(Stored data)

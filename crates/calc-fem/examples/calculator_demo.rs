//! Calculator Page Demo
//!
//! Drives the mock page through a short session: a chained calculation,
//! a correction with DEL, a division by zero, and a theme change that
//! survives a reload.
//!
//! Run with: cargo run --example calculator_demo

use calc_fem::prelude::*;

fn show(dispatcher: &MockDispatcher) {
    println!(
        "   previous: {:>24}   current: {:>24}",
        format!("{:?}", dispatcher.display_text(DisplayRegion::Previous)),
        format!("{:?}", dispatcher.display_text(DisplayRegion::Current)),
    );
}

fn click_all(dispatcher: &mut MockDispatcher, ids: &[&str]) -> CalcResult<()> {
    for id in ids {
        dispatcher.click(id)?;
    }
    Ok(())
}

fn main() -> CalcResult<()> {
    println!("╔══════════════════════════════════════════════════════════════╗");
    println!("║            calc-fem Demo - Mock Page Session                 ║");
    println!("╚══════════════════════════════════════════════════════════════╝");
    println!();

    let mut dispatcher = MockDispatcher::default();
    let theme = dispatcher.init();
    println!("Initial theme: {theme} (toggle {:?})", dispatcher.surface().toggle_classes());

    println!("\n1. Chained calculation: 1234 + 5 x 2 =");
    click_all(&mut dispatcher, &["btn-1", "btn-2", "btn-3", "btn-4", "btn-plus"])?;
    show(&dispatcher);
    click_all(&mut dispatcher, &["btn-5", "btn-times"])?;
    show(&dispatcher);
    click_all(&mut dispatcher, &["btn-2", "btn-equals"])?;
    show(&dispatcher);

    println!("\n2. Correction: 7.55 DEL");
    click_all(&mut dispatcher, &["btn-reset", "btn-7", "btn-decimal", "btn-5", "btn-5"])?;
    show(&dispatcher);
    dispatcher.click("btn-del")?;
    show(&dispatcher);

    println!("\n3. Division by zero: 5 / 0 =");
    click_all(&mut dispatcher, &["btn-reset", "btn-5", "btn-divide", "btn-0", "btn-equals"])?;
    show(&dispatcher);
    println!("   state holds {:?}", dispatcher.state().current_operand());

    println!("\n4. Theme 3, then reload");
    dispatcher.click("toggle-3")?;
    println!(
        "   data-theme={:?} toggle={:?}",
        dispatcher.surface().theme_attribute(),
        dispatcher.surface().toggle_classes()
    );
    let (_, storage) = dispatcher.into_parts();
    let mut reloaded = MockDispatcher::with_storage(storage);
    println!("   after reload: theme {}", reloaded.init());

    println!("\nEvent history:");
    for (i, event) in reloaded.surface().event_history().iter().enumerate() {
        println!("   [{i}] {event:?}");
    }
    Ok(())
}
use rust_decimal::Decimal;
use serde::{Deserialize, Serialize};

use crate::decimal::Money;
use crate::policy::FinancingPolicy;
use crate::types::FinancingRequest;

/// headline financing quote for catalog cards and marketing banners
#[derive(Debug, Clone, Copy, PartialEq, Serialize, Deserialize, Default)]
pub struct FinancingQuote {
    pub monthly_payment: Money,
    pub down_payment: Money,
    pub term_months: u32,
    pub total_debt: Money,
}

impl FinancingQuote {
    /// all-zero quote returned when the input cannot be priced
    pub fn zeroed() -> Self {
        Self::default()
    }
}

/// quote calculator
///
/// Simple-interest-on-total model: interest is charged once on the full
/// principal for the whole term and the result divided evenly. This is the
/// rough marketing estimate shown on catalog cards. It deliberately does
/// NOT match [`AmortizationEngine`](crate::AmortizationEngine), which
/// charges interest on the declining balance; the two are separate
/// products and their divergence is preserved.
#[derive(Debug, Clone)]
pub struct QuoteCalculator {
    policy: FinancingPolicy,
}

impl QuoteCalculator {
    pub fn new(policy: FinancingPolicy) -> Self {
        Self { policy }
    }

    pub fn policy(&self) -> &FinancingPolicy {
        &self.policy
    }

    /// compute the headline quote for a request
    ///
    /// Never fails: a non-positive price or a down payment above the price
    /// yields a zeroed quote. This backs live UI fields that recompute on
    /// every keystroke and must not throw into a rendering path.
    pub fn quote(&self, request: &FinancingRequest) -> FinancingQuote {
        if !request.vehicle_price.is_positive() {
            return FinancingQuote::zeroed();
        }

        let down_payment = self.policy.resolve_down_payment(request);
        let term_months = self.policy.resolve_term(request);

        let principal = match self.policy.compute_principal(request.vehicle_price, down_payment) {
            Ok(principal) => principal,
            Err(_) => return FinancingQuote::zeroed(),
        };

        let monthly_rate = self.policy.monthly_interest_rate.as_decimal();
        let total_interest = principal * monthly_rate * Decimal::from(term_months);
        let total_debt = principal + total_interest;
        let monthly_payment = total_debt / Decimal::from(term_months);

        FinancingQuote {
            monthly_payment,
            down_payment,
            term_months,
            total_debt,
        }
    }
}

## What you need to do
In the entries above, find every line holding the word "cards" and copy it out.

## Response for this exercise
/// headline financing quote for catalog cards and marketing banners
/// rough marketing estimate shown on catalog cards. It deliberately does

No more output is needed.